* Exercise instructions
In the data below, find every line with the string "split" and pull it out.

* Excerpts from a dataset
★ ★ ★
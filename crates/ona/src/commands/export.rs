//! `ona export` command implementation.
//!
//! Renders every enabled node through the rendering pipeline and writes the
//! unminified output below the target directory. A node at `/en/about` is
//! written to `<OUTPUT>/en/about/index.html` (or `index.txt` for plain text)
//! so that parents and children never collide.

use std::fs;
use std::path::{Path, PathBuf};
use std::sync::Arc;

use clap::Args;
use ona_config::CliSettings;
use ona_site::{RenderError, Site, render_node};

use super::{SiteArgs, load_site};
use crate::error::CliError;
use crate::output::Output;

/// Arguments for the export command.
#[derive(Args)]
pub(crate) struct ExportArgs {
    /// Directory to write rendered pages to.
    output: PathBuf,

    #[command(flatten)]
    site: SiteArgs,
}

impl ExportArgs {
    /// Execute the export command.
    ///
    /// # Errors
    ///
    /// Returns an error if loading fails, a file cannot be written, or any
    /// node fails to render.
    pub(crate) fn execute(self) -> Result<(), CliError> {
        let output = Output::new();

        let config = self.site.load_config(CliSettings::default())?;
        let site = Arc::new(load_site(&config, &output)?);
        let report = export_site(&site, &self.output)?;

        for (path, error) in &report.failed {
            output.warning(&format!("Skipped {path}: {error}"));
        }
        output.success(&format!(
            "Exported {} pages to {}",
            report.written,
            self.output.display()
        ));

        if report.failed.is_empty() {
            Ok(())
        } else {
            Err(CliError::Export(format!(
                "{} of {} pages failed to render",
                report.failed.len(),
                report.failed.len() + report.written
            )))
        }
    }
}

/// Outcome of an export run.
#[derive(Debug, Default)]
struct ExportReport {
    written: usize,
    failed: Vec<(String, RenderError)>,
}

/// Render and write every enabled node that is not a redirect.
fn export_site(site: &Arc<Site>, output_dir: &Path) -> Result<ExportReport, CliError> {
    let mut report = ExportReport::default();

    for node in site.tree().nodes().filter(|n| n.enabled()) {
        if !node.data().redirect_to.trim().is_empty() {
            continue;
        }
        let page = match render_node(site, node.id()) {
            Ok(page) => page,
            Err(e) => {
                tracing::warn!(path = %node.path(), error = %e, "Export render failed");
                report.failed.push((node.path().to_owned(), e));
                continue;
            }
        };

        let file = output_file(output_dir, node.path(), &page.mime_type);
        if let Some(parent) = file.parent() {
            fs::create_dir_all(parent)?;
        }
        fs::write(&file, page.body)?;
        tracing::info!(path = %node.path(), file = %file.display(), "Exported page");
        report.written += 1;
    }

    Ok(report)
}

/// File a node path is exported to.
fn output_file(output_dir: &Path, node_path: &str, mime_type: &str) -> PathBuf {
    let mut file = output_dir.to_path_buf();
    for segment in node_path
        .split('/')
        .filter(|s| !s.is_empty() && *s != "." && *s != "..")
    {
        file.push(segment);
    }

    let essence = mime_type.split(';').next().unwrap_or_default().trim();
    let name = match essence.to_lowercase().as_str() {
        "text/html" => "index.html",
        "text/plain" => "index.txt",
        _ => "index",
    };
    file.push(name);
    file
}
★ ★ ★
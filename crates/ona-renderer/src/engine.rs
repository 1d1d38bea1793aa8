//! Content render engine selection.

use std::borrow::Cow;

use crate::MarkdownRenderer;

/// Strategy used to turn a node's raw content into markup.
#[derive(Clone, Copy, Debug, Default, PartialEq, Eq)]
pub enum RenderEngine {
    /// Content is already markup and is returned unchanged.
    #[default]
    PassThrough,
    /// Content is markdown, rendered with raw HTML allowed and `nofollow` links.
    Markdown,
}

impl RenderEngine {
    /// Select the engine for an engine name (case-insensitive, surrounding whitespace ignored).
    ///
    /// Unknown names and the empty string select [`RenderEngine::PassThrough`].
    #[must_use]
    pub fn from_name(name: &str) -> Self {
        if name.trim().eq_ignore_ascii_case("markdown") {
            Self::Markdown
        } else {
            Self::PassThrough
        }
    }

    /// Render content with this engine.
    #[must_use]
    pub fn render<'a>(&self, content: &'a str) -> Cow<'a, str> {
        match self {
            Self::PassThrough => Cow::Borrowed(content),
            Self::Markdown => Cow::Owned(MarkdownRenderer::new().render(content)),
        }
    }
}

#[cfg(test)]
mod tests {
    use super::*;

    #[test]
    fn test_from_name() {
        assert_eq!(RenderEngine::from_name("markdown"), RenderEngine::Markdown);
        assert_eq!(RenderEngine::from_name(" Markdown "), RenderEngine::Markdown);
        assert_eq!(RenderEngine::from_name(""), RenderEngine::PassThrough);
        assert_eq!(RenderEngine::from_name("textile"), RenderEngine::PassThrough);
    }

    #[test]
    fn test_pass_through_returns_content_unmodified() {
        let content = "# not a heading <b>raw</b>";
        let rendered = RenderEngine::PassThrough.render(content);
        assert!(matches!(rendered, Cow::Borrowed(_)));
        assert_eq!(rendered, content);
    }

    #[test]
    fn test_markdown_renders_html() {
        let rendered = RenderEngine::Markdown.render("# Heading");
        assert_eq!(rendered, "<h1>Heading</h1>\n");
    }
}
★ ★ ★
* Reply
        .split('/')
    let essence = mime_type.split(';').next().unwrap_or_default().trim();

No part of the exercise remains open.